School board urges SCOTUS to leave in place diversity-focused admissions at famed Va. high school
A D.C.-area school district is fighting to keep the U.S. Supreme Court out of a legal challenge to its nationally renowned high school's new diversity-focused admissions policy, which resulted in a steep drop in Asian-American admissions its first year.
The high court's decision on whether to leave the policy in place during appeal could telegraph its intentions for a bigger case it's hearing this fall on the same issue: Harvard and University of North Carolina admissions policies that allegedly discriminate against Asian Americans.
Virginia's Fairfax County School Board claims the "race-neutral" policy at Thomas Jefferson High School for Science & Technology is firmly in line with SCOTUS precedent on admissions policies with racial implications, including the Texas "Top Ten percent" plan.
Represented by former Obama administration Solicitor General Donald Verrilli, the board wants to protect a 4th U.S. Circuit Court of Appeals order that blocked a trial judge from suspending the admissions policy while the former considers the board's appeal.
The trial judge found the new TJ policy caused a "substantial racial impact" on Asian Americans and "was infected with talk of racial balancing from its inception." The parent-led Coalition for TJ, which favors the previous policy, filed an emergency application with Chief Justice John Roberts when the 4th Circuit stayed the ruling.
"Unless the stay is vacated, hundreds of Asian-American applicants to TJ, including children of Coalition members, will be forced to compete for seats at TJ in a system intended to discriminate against them because of their race," the coalition's April 8 application said.

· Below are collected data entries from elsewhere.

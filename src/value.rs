// Copyright (c) 2025-2026 Adrian Robinson. Licensed under the AGPL-3.0.
// See LICENSE file in the project root for full license text.

//! Loosely-typed input values.
//!
//! Client requests carry values without knowing the target column type;
//! mappers convert them into their canonical base representation.

use serde::{Deserialize, Serialize};
use std::collections::BTreeMap;
use std::fmt;

/// A database row: column name to column value.
pub type Row = BTreeMap<String, Value>;

/// Loosely-typed value as it arrives from a client or a row.
#[derive(Debug, Clone, PartialEq, Serialize, Deserialize)]
#[serde(untagged)]
pub enum Value {
    Null,
    Bool(bool),
    Int(i64),
    Float(f64),
    Text(String),
    /// Collection column (list or set)
    List(Vec<Value>),
    /// User-defined type or map column
    Map(BTreeMap<String, Value>),
}

impl Value {
    pub fn is_null(&self) -> bool {
        matches!(self, Value::Null)
    }

    /// Flatten a collection into its elements; scalars yield themselves.
    ///
    /// Nulls are skipped, so an absent column indexes nothing.
    pub fn scalars(&self) -> Vec<&Value> {
        match self {
            Value::Null => Vec::new(),
            Value::List(items) => items.iter().flat_map(Value::scalars).collect(),
            other => vec![other],
        }
    }
}

impl fmt::Display for Value {
    fn fmt(&self, f: &mut fmt::Formatter<'_>) -> fmt::Result {
        match self {
            Value::Null => write!(f, "null"),
            Value::Bool(b) => write!(f, "{}", b),
            Value::Int(n) => write!(f, "{}", n),
            Value::Float(n) => write!(f, "{}", n),
            Value::Text(s) => write!(f, "{}", s),
            Value::List(items) => {
                let parts: Vec<String> = items.iter().map(|v| v.to_string()).collect();
                write!(f, "[{}]", parts.join(", "))
            }
            Value::Map(entries) => {
                let parts: Vec<String> = entries.iter().map(|(k, v)| format!("{}: {}", k, v)).collect();
                write!(f, "{{{}}}", parts.join(", "))
            }
        }
    }
}

impl From<&str> for Value {
    fn from(value: &str) -> Self {
        Value::Text(value.to_string())
    }
}

impl From<String> for Value {
    fn from(value: String) -> Self {
        Value::Text(value)
    }
}

impl From<bool> for Value {
    fn from(value: bool) -> Self {
        Value::Bool(value)
    }
}

impl From<i32> for Value {
    fn from(value: i32) -> Self {
        Value::Int(value as i64)
    }
}

impl From<i64> for Value {
    fn from(value: i64) -> Self {
        Value::Int(value)
    }
}

impl From<f32> for Value {
    fn from(value: f32) -> Self {
        Value::Float(value as f64)
    }
}

impl From<f64> for Value {
    fn from(value: f64) -> Self {
        Value::Float(value)
    }
}

impl<T: Into<Value>> From<Vec<T>> for Value {
    fn from(values: Vec<T>) -> Self {
        Value::List(values.into_iter().map(Into::into).collect())
    }
}

#[cfg(test)]
mod tests {
    use super::*;

    #[test]
    fn test_untagged_json() {
        let values: Vec<Value> = serde_json::from_str(r#"[null, true, 10, 2.5, "x", [1, 2]]"#).unwrap();
        assert_eq!(
            values,
            vec![
                Value::Null,
                Value::Bool(true),
                Value::Int(10),
                Value::Float(2.5),
                Value::Text("x".into()),
                Value::List(vec![Value::Int(1), Value::Int(2)]),
            ]
        );
    }

    #[test]
    fn test_scalars_flatten_collections() {
        let value = Value::from(vec![Value::Int(1), Value::Null, Value::from(vec![2, 3])]);
        let flat: Vec<&Value> = value.scalars();
        assert_eq!(flat, vec![&Value::Int(1), &Value::Int(2), &Value::Int(3)]);
        assert!(Value::Null.scalars().is_empty());
    }

    #[test]
    fn test_display() {
        assert_eq!(Value::from("Tom").to_string(), "Tom");
        assert_eq!(Value::from(vec![1, 2]).to_string(), "[1, 2]");
    }
}
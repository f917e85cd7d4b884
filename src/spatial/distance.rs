// Copyright (c) 2025-2026 Adrian Robinson. Licensed under the AGPL-3.0.
// See LICENSE file in the project root for full license text.

//! Linear distances with units, e.g. `"10km"` or `"2.5 mi"`.

use serde::{Deserialize, Serialize};
use std::cmp::Ordering;
use std::fmt;
use std::str::FromStr;

use super::{dist_to_degrees, EARTH_MEAN_RADIUS_KM};
use crate::error::{ConditionError, Result};

/// Length unit accepted in distance strings.
#[derive(Debug, Clone, Copy, PartialEq, Eq, Hash)]
pub enum GeoDistanceUnit {
    Millimetres,
    Centimetres,
    Decimetres,
    Metres,
    Decametres,
    Hectometres,
    Kilometres,
    Inches,
    Feet,
    Yards,
    Miles,
    NauticalMiles,
}

impl GeoDistanceUnit {
    /// Size of one unit in metres.
    pub fn metres(self) -> f64 {
        match self {
            GeoDistanceUnit::Millimetres => 0.001,
            GeoDistanceUnit::Centimetres => 0.01,
            GeoDistanceUnit::Decimetres => 0.1,
            GeoDistanceUnit::Metres => 1.0,
            GeoDistanceUnit::Decametres => 10.0,
            GeoDistanceUnit::Hectometres => 100.0,
            GeoDistanceUnit::Kilometres => 1000.0,
            GeoDistanceUnit::Inches => 0.0254,
            GeoDistanceUnit::Feet => 0.3048,
            GeoDistanceUnit::Yards => 0.9144,
            GeoDistanceUnit::Miles => 1609.344,
            GeoDistanceUnit::NauticalMiles => 1852.0,
        }
    }

    pub fn symbol(self) -> &'static str {
        match self {
            GeoDistanceUnit::Millimetres => "mm",
            GeoDistanceUnit::Centimetres => "cm",
            GeoDistanceUnit::Decimetres => "dm",
            GeoDistanceUnit::Metres => "m",
            GeoDistanceUnit::Decametres => "dam",
            GeoDistanceUnit::Hectometres => "hm",
            GeoDistanceUnit::Kilometres => "km",
            GeoDistanceUnit::Inches => "in",
            GeoDistanceUnit::Feet => "ft",
            GeoDistanceUnit::Yards => "yd",
            GeoDistanceUnit::Miles => "mi",
            GeoDistanceUnit::NauticalMiles => "nmi",
        }
    }

    fn parse(name: &str) -> Option<Self> {
        let unit = match name.to_ascii_lowercase().as_str() {
            "mm" | "millimetres" | "millimeters" => GeoDistanceUnit::Millimetres,
            "cm" | "centimetres" | "centimeters" => GeoDistanceUnit::Centimetres,
            "dm" | "decimetres" | "decimeters" => GeoDistanceUnit::Decimetres,
            "" | "m" | "metres" | "meters" => GeoDistanceUnit::Metres,
            "dam" | "decametres" | "decameters" => GeoDistanceUnit::Decametres,
            "hm" | "hectometres" | "hectometers" => GeoDistanceUnit::Hectometres,
            "km" | "kilometres" | "kilometers" => GeoDistanceUnit::Kilometres,
            "in" | "inch" | "inches" => GeoDistanceUnit::Inches,
            "ft" | "foot" | "feet" => GeoDistanceUnit::Feet,
            "yd" | "yard" | "yards" => GeoDistanceUnit::Yards,
            "mi" | "mile" | "miles" => GeoDistanceUnit::Miles,
            "nmi" | "nauticalmiles" => GeoDistanceUnit::NauticalMiles,
            _ => return None,
        };
        Some(unit)
    }
}

/// Non-negative linear distance.
///
/// Serialized as its textual form (`"10km"`). Ordering compares the
/// distance in a common unit, so `"1km" == "1000m"`.
#[derive(Debug, Clone, Copy, Serialize, Deserialize)]
#[serde(try_from = "String", into = "String")]
pub struct GeoDistance {
    value: f64,
    unit: GeoDistanceUnit,
}

impl GeoDistance {
    pub fn new(value: f64, unit: GeoDistanceUnit) -> Result<Self> {
        if !value.is_finite() || value < 0.0 {
            return Err(ConditionError::invalid(
                "distance",
                format!("Distance must be a non-negative number, but found {}", value),
            ));
        }
        Ok(Self { value, unit })
    }

    pub fn kilometres(value: f64) -> Result<Self> {
        Self::new(value, GeoDistanceUnit::Kilometres)
    }

    pub fn value(&self) -> f64 {
        self.value
    }

    pub fn unit(&self) -> GeoDistanceUnit {
        self.unit
    }

    /// The distance expressed in `unit`.
    pub fn value_in(&self, unit: GeoDistanceUnit) -> f64 {
        self.value * self.unit.metres() / unit.metres()
    }

    /// Central angle in degrees on a mean-radius earth.
    pub fn to_degrees(&self) -> f64 {
        dist_to_degrees(self.value_in(GeoDistanceUnit::Kilometres), EARTH_MEAN_RADIUS_KM)
    }

    fn metres(&self) -> f64 {
        self.value * self.unit.metres()
    }
}

impl PartialEq for GeoDistance {
    fn eq(&self, other: &Self) -> bool {
        self.metres() == other.metres()
    }
}

impl PartialOrd for GeoDistance {
    fn partial_cmp(&self, other: &Self) -> Option<Ordering> {
        self.metres().partial_cmp(&other.metres())
    }
}

impl FromStr for GeoDistance {
    type Err = ConditionError;

    fn from_str(input: &str) -> Result<Self> {
        let trimmed = input.trim();
        let split = trimmed
            .find(|c: char| c.is_ascii_alphabetic())
            .unwrap_or(trimmed.len());
        let (number, unit) = trimmed.split_at(split);

        let value: f64 = number.trim().parse().map_err(|_| {
            ConditionError::invalid("distance", format!("Unparseable distance '{}'", input))
        })?;
        let unit = GeoDistanceUnit::parse(unit.trim()).ok_or_else(|| {
            ConditionError::invalid(
                "distance",
                format!("Unknown distance unit '{}' in '{}'", unit.trim(), input),
            )
        })?;
        Self::new(value, unit)
    }
}

impl TryFrom<String> for GeoDistance {
    type Error = ConditionError;

    fn try_from(value: String) -> Result<Self> {
        value.parse()
    }
}

impl From<GeoDistance> for String {
    fn from(distance: GeoDistance) -> Self {
        distance.to_string()
    }
}

impl fmt::Display for GeoDistance {
    fn fmt(&self, f: &mut fmt::Formatter<'_>) -> fmt::Result {
        write!(f, "{}{}", self.value, self.unit.symbol())
    }
}
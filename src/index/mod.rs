// Copyright (c) 2025-2026 Adrian Robinson. Licensed under the AGPL-3.0.
// See LICENSE file in the project root for full license text.

//! In-memory reference index.
//!
//! Rows are indexed through the [`Schema`] into [`Document`]s and compiled
//! queries are evaluated by brute force over every document. It exists to
//! exercise compiled queries end to end, not as a storage engine: there is
//! no scoring, no persistence and no term dictionary.

mod eval;

pub use eval::{matches, Matcher};

use std::collections::HashMap;
use std::sync::Arc;

use dashmap::DashMap;
use tracing::debug;

use crate::condition::Condition;
use crate::error::Result;
use crate::metrics;
use crate::query::Query;
use crate::schema::{FieldValue, IndexedField, Schema};
use crate::search::Search;
use crate::value::Row;

/// Indexed values of one row, grouped by field.
#[derive(Debug, Clone, Default, PartialEq)]
pub struct Document {
    fields: HashMap<String, Vec<FieldValue>>,
}

impl Document {
    pub fn from_fields(fields: impl IntoIterator<Item = IndexedField>) -> Self {
        let mut document = Self::default();
        for field in fields {
            document.fields.entry(field.name).or_default().push(field.value);
        }
        document
    }

    /// Every value stored under `field`.
    pub fn values(&self, field: &str) -> &[FieldValue] {
        self.fields.get(field).map(Vec::as_slice).unwrap_or(&[])
    }

    /// Term lists of `field`, one per indexed value.
    pub fn term_lists<'a>(&'a self, field: &str) -> impl Iterator<Item = &'a [String]> + 'a {
        self.values(field).iter().filter_map(|value| match value {
            FieldValue::Terms(terms) => Some(terms.as_slice()),
            _ => None,
        })
    }

    /// Every term of `field`, across values.
    pub fn terms<'a>(&'a self, field: &str) -> impl Iterator<Item = &'a String> + 'a {
        self.term_lists(field).flatten()
    }

    pub fn is_empty(&self) -> bool {
        self.fields.is_empty()
    }
}

/// Concurrent id → document map evaluated against compiled queries.
pub struct MemoryIndex {
    schema: Arc<Schema>,
    documents: DashMap<String, Document>,
}

impl MemoryIndex {
    #[must_use]
    pub fn new(schema: Arc<Schema>) -> Self {
        Self {
            schema,
            documents: DashMap::new(),
        }
    }

    pub fn schema(&self) -> &Schema {
        &self.schema
    }

    /// Index `row` under `id`, replacing any previous document.
    pub fn insert(&self, id: impl Into<String>, row: &Row) -> Result<()> {
        let id = id.into();
        let document = Document::from_fields(self.schema.index_row(row)?);
        debug!(id = %id, fields = document.fields.len(), "Indexed document");
        self.documents.insert(id, document);
        metrics::set_index_documents(self.documents.len());
        Ok(())
    }

    /// Remove a document; returns whether it existed.
    pub fn delete(&self, id: &str) -> bool {
        let removed = self.documents.remove(id).is_some();
        if removed {
            metrics::set_index_documents(self.documents.len());
        }
        removed
    }

    pub fn get(&self, id: &str) -> Option<Document> {
        self.documents.get(id).map(|r| r.value().clone())
    }

    /// Get current document count
    #[must_use]
    pub fn len(&self) -> usize {
        self.documents.len()
    }

    #[must_use]
    pub fn is_empty(&self) -> bool {
        self.documents.is_empty()
    }

    pub fn clear(&self) {
        self.documents.clear();
        metrics::set_index_documents(0);
    }

    /// Compile `condition` and return the sorted ids of matching documents.
    #[tracing::instrument(skip(self, condition), fields(kind = condition.kind()))]
    pub fn search(&self, condition: &Condition) -> Result<Vec<String>> {
        let query = condition.compile(&self.schema)?;
        Ok(self.execute(&query))
    }

    /// Compile a scored query + filter request and run it.
    #[tracing::instrument(skip(self, search))]
    pub fn search_request(&self, search: &Search) -> Result<Vec<String>> {
        let query = search.compile(&self.schema)?;
        Ok(self.execute(&query))
    }

    /// Sorted ids of documents matching an already compiled query.
    pub fn execute(&self, query: &Query) -> Vec<String> {
        let matcher = Matcher::new(query);
        let mut hits: Vec<String> = self
            .documents
            .iter()
            .filter(|entry| matcher.matches(entry.value()))
            .map(|entry| entry.key().clone())
            .collect();
        hits.sort();

        metrics::record_search_hits(hits.len());
        debug!(query = %query, hits = hits.len(), "Executed query");
        hits
    }
}

#[cfg(test)]
mod tests {
    use super::*;
    use crate::condition::MatchCondition;
    use crate::value::Value;

    fn index() -> MemoryIndex {
        MemoryIndex::new(Arc::new(Schema::new().string("name").integer("age")))
    }

    fn row(name: &str, age: i64) -> Row {
        let mut row = Row::new();
        row.insert("name".into(), Value::from(name));
        row.insert("age".into(), Value::Int(age));
        row
    }

    #[test]
    fn test_new_index_is_empty() {
        let index = index();
        assert!(index.is_empty());
        assert_eq!(index.len(), 0);
    }

    #[test]
    fn test_insert_get_delete() {
        let index = index();
        index.insert("1", &row("tom", 30)).unwrap();
        assert_eq!(index.len(), 1);
        assert_eq!(index.get("1").unwrap().values("age"), &[FieldValue::Int32(30)]);

        assert!(index.delete("1"));
        assert!(!index.delete("1"));
        assert!(index.get("1").is_none());
    }

    #[test]
    fn test_insert_rejects_bad_row() {
        let index = index();
        let mut bad = Row::new();
        bad.insert("age".into(), Value::from("thirty"));
        assert!(index.insert("1", &bad).is_err());
        assert!(index.is_empty());
    }

    #[test]
    fn test_search_returns_sorted_ids() {
        let index = index();
        index.insert("b", &row("tom", 30)).unwrap();
        index.insert("a", &row("tom", 40)).unwrap();
        index.insert("c", &row("ann", 30)).unwrap();

        let condition = MatchCondition::new("name", "tom").unwrap().into();
        assert_eq!(index.search(&condition).unwrap(), vec!["a", "b"]);
    }

    #[test]
    fn test_document_term_views() {
        let document = Document::from_fields(vec![
            IndexedField::new("tags", FieldValue::Terms(vec!["a".into(), "b".into()])),
            IndexedField::new("tags", FieldValue::Terms(vec!["c".into()])),
        ]);
        assert_eq!(document.term_lists("tags").count(), 2);
        assert_eq!(document.terms("tags").count(), 3);
        assert_eq!(document.terms("missing").count(), 0);
    }
}
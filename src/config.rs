// Copyright (c) 2025-2026 Adrian Robinson. Licensed under the AGPL-3.0.
// See LICENSE file in the project root for full license text.

//! Configuration for a search index schema.
//!
//! # Example
//!
//! ```
//! use search_conditions::IndexConfig;
//!
//! // Minimal config (uses defaults)
//! let config = IndexConfig::default();
//! assert_eq!(config.max_boolean_clauses, 1024);
//!
//! // Partial override from JSON
//! let config = IndexConfig::from_json(r#"{ "default_analyzer": "keyword" }"#).unwrap();
//! assert_eq!(config.default_analyzer, "keyword");
//! assert_eq!(config.syntax_default_field, "lucene");
//! ```

use serde::Deserialize;

/// Configuration shared by a schema and every condition compiled against it.
///
/// All fields have defaults, so an empty JSON object is a valid config.
#[derive(Debug, Clone, PartialEq, Deserialize)]
pub struct IndexConfig {
    /// Analyzer used by text fields that don't name one (default: "standard")
    #[serde(default = "default_analyzer")]
    pub default_analyzer: String,

    /// chrono format for textual dates (default: "%Y/%m/%d %H:%M:%S%.3f %z")
    #[serde(default = "default_date_pattern")]
    pub date_pattern: String,

    /// Upper bound on clauses in a single boolean query
    #[serde(default = "default_max_boolean_clauses")]
    pub max_boolean_clauses: usize,

    /// Field used by full-text syntax terms without an explicit field
    #[serde(default = "default_syntax_field")]
    pub syntax_default_field: String,
}

fn default_analyzer() -> String { "standard".to_string() }
fn default_date_pattern() -> String { "%Y/%m/%d %H:%M:%S%.3f %z".to_string() }
fn default_max_boolean_clauses() -> usize { 1024 }
fn default_syntax_field() -> String { "lucene".to_string() }

impl IndexConfig {
    /// Parse a config from JSON, filling in defaults for absent keys.
    pub fn from_json(json: &str) -> Result<Self, serde_json::Error> {
        serde_json::from_str(json)
    }
}

impl Default for IndexConfig {
    fn default() -> Self {
        Self {
            default_analyzer: default_analyzer(),
            date_pattern: default_date_pattern(),
            max_boolean_clauses: default_max_boolean_clauses(),
            syntax_default_field: default_syntax_field(),
        }
    }
}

Roberts can himself rule or refer the matter to the full court.
Virginia Attorney General Jason Miyares and his counterparts in 15 other states, all Republicans, are backing the coalition's position. "Though facially race-neutral, the new policy targeted Asian-American applicants with surgical precision" by giving preference to students from "historically underrepresented" middle schools, they wrote in an April 12 brief.
The board responded April 13 that it would suffer "palpable and grave" harm if the policy were suspended.
"Final admissions decisions for the freshman class that will enter TJ are due this month" following "thousands of applications for admission," it told the Supreme Court. "Overhauling the admissions process at this late date would be convulsive" and likely harm students from low-income Asian-American families who struggled under the earlier policy.
The new policy took effect with admissions for the 2021-2022 school year, in a process the coalition characterized as "atypical" and rushed.
The board eliminated the standardized testing requirement just a month before tests were scheduled in fall 2020 and approved the new policy that December, guaranteeing TJ seats to 1.5% of the 8th grade class from each eligible public middle school. About 100 of 550 seats remain "unallocated" and are available to private and homeschooled students as well.
Asian-American students disproportionately come from a handful of middle schools that historically dominated TJ admissions, the coalition said. They received 56 fewer TJ offers in a year with 64 additional seats for the incoming class, and were the only racial group to fall in offer representation, from 73% to 54%.
The school board's response to the emergency application said the trial court's findings "lacked any support in the record and disregarded this Court's precedents." It noted Asian Americans received a higher percentage of offers than their share of applications.
Instead the court cited "year-over-year comparisons" that cannot prove "cognizable disparate impact" and didn't consider other explanations for the Asian-American drop. The policy "sets no racial quotas, goals, or targets" and evaluators don't even know the race of individual applicants.
The Supreme Court has never imputed "invidious intent" to decisions that will foreseeably affect racial groups differently, the board said. The trial court's reasoning would make the Texas law, which guarantees admission to any state university for the top 10% of each high school class, "presumptively unconstitutional if they were even minimally successful in achieving their desired [diversity] aims."
The coalition responded April 14 that the Supreme Court was likely to review the case because lower courts haven't settled on the "proper standard for measuring disparate impact in an intentional discrimination claim." The board wants to "simplistically" compare applicants versus admitted students, while the coalition wants to compare "aggregate performance" of Asian-American students under each policy.
It accused the board of mischaracterizing the number of children that could be harmed by the current policy by citing declarations from two coalition members that were intended to demonstrate its "associational standing." In fact, the coalition has 200-plus members, "many of whom joined precisely because they have children who intend to seek admission to TJ."
The 4th Circuit stay will harm next year's applicants as well as current applicants because even the expedited schedule wouldn't get to oral argument until "one month before TJ begins accepting applications" this fall, the coalition said.
"Under the Board's theory, a school district may adopt criteria designed to disfavor a particular racial group to achieve racial balance so long as members of that group still earn a share of seats commensurate with its proportion of the applicant pool," the response said. "In any other context, it would be clear that the government cannot discriminate against a racial group simply because its members have been successful in obtaining a benefit."